Indeed, the obligation to apply general EU procurement rules to the crisis management measures under the Common Foreign and Security Policy, and in particular the civilian missions under the Common Security and Defence policy (CSDP), is the source of significant delays in procuring essential equipment and services with a considerable negative effect on the missions’ functioning.
As a rule, CSDP missions have to operate in a crisis environment and within a limited period of time. They are launched by a unanimous Council Decision, recognising that an urgent response to a crisis is needed. Nevertheless, applying existing financial rules, designed for a functioning European internal market rather than for crisis situations in countries like Mali or South Sudan, often means that essential materials are delivered more than six months after a tender is launched.
The EU’s credibility on the international scene is at stake here, in moments when the Union takes on important commitments for peace and security, like in Georgia in 2008. It is often also the security of its personnel which is at stake, lacking essential equipment such as armoured vehicles. This dangerous inefficiency was denounced by the Court of Auditors in its 2012 special report on the EU support for Kosovo, which concluded that the procurement rules laid down in the financial regulation “are not designed for CSDP missions… where fast and flexible responses are sometimes necessary”.
The Committee on Foreign Affairs therefore believes that specific rules should be introduced for CSDP missions, which by definition operate in crisis or post-crisis environments. This is in line with the European Council conclusions of December 2013, which invited “the Commission, the High Representative and the Member States to ensure that the procedures and rules for civilian missions enable the Union to be more flexible and speed up the deployment of EU civilian missions”.
While the Committee supports any efforts to increase efficiency under the current rules, it takes the view that only a specific set of rules with more flexible procedures, moving away from the current case-by-case approach, can ensure a fast deployment in line with logistical needs and security requirements. Such rules would ensure adequate protection of the Union’s financial interests in the context of the pursuit of the EU’s key security objectives, responding better to the imperative of sound, effective and efficient financial management as a result.
Furthermore, other amendments of the financial regulation would be appropriate to increase the efficiency of CSDP missions, which the Parliament however cannot address within the context of this proposal.

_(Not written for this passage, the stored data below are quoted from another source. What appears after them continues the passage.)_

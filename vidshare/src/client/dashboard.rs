use log::debug;
use serde::Serialize;

#[cfg(feature = "utoipa")]
use utoipa::ToSchema;

use super::Client;
use crate::{
    errors::RepoError,
    filters::{Filter, FilterCondition},
    id::Principal,
    listing::{ListQuery, ListingPolicy, Page, list},
    models::{Like, Subscription, Video},
    store::EntityStore,
    types::{EntityKind, SortOrder, SortSpec},
};

/// Video ids per `targetId` clause when counting likes.
const LIKE_COUNT_CHUNK: usize = 100;
/// Page size used when walking all of a channel's videos.
const SCAN_BATCH: u64 = 500;

const CHANNEL_LISTING: ListingPolicy = ListingPolicy::newest_first();

#[cfg_attr(feature = "utoipa", derive(ToSchema))]
#[derive(Debug, Clone, Copy, Default, PartialEq, Eq, Serialize)]
#[serde(rename_all = "camelCase")]
pub struct ChannelStats {
    pub total_videos: u64,
    pub total_views: u64,
    pub total_subscribers: u64,
    /// Likes on the channel's videos
    pub total_likes: u64,
}

impl<S: EntityStore> Client<S> {
    /// Aggregate counters for the principal's channel.
    pub async fn channel_stats(&self, principal: &Principal) -> Result<ChannelStats, RepoError> {
        let subscribers = Filter::new().with_eq("channel", principal.as_str());
        let (videos, total_subscribers) = tokio::join!(
            self.all_channel_videos(principal),
            self.store.count::<Subscription>(&subscribers),
        );
        let videos = videos?;

        let mut total_likes = 0;
        for chunk in videos.chunks(LIKE_COUNT_CHUNK) {
            let filter = Filter::new()
                .with_eq("targetKind", EntityKind::Video.name())
                .with(FilterCondition::any_of("targetId", chunk.iter().map(|v| v.id.as_str())));
            total_likes += self.store.count::<Like>(&filter).await?;
        }

        let stats = ChannelStats {
            total_videos: videos.len() as u64,
            total_views: videos.iter().map(|v| v.views).sum(),
            total_subscribers: total_subscribers?,
            total_likes,
        };
        debug!("channel stats for {}: {stats:?}", principal.as_str());
        Ok(stats)
    }

    /// The principal's own videos, newest first, including unpublished ones.
    pub async fn channel_videos(&self, principal: &Principal, query: &ListQuery) -> Result<Page<Video>, RepoError> {
        let params = query
            .into_params(&CHANNEL_LISTING, &self.listing)?
            .with_condition(FilterCondition::equals("owner", principal.as_str()));
        list(&self.store, &params).await
    }

    async fn all_channel_videos(&self, principal: &Principal) -> Result<Vec<Video>, RepoError> {
        let filter = Filter::new().with_eq("owner", principal.as_str());
        let sort = SortSpec::new("createdAtTs", SortOrder::Asc);
        let mut videos = Vec::new();
        loop {
            let batch: Vec<Video> = self
                .store
                .query(&filter, Some(sort), videos.len() as u64, SCAN_BATCH)
                .await?;
            let done = (batch.len() as u64) < SCAN_BATCH;
            videos.extend(batch);
            if done {
                return Ok(videos);
            }
        }
    }
}
use std::borrow::Cow;

use redis::{Script, aio::ConnectionLike};
use serde_json::Value;

use crate::errors::RepoError;

/// Run `script` and decode its JSON reply, turning script-level error codes
/// into [`RepoError`]s.
pub async fn invoke_script<C>(conn: &mut C, script: &Script, keys: &[String], args: &[String]) -> Result<Value, RepoError>
where
    C: ConnectionLike + Send,
{
    let mut invocation = script.prepare_invoke();
    for key in keys {
        invocation.key(key);
    }
    for arg in args {
        invocation.arg(arg);
    }
    let raw: String = invocation.invoke_async(conn).await.map_err(RepoError::from)?;

    let value: Value = serde_json::from_str(&raw).map_err(|err| RepoError::Other {
        message: Cow::Owned(format!("failed to parse lua response: {err}")),
    })?;

    match script_error(&value) {
        Some(err) => Err(err),
        None => Ok(value),
    }
}

fn script_error(value: &Value) -> Option<RepoError> {
    let error = value.get("error")?;
    let Some(code) = error.as_str() else {
        return Some(RepoError::other("lua_error"));
    };
    let text = |field: &str| {
        value
            .get(field)
            .and_then(|v| v.as_str())
            .map(|s| s.to_string())
            .unwrap_or_default()
    };
    Some(match code {
        "entity_exists" => RepoError::UniqueConstraintViolation {
            constraint: "id".to_string(),
            existing_entity_id: text("entity_id"),
        },
        "unique_constraint_violation" => RepoError::UniqueConstraintViolation {
            constraint: text("constraint"),
            existing_entity_id: text("existing_entity_id"),
        },
        other => RepoError::Other {
            message: Cow::Owned(other.to_string()),
        },
    })
}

In particular, the Commission should consider amending Article 56 in order to allow the delegation of budget implementation powers to the Civilian Operation Commander in the same way that it has done for Heads of EU Delegations. Such a modification would enhance the speed and flexibility of the establishment and functioning of CSDP missions, allowing them to fulfil their mandate in a manner that is more efficient and better adapted to the crisis environments in which they operate.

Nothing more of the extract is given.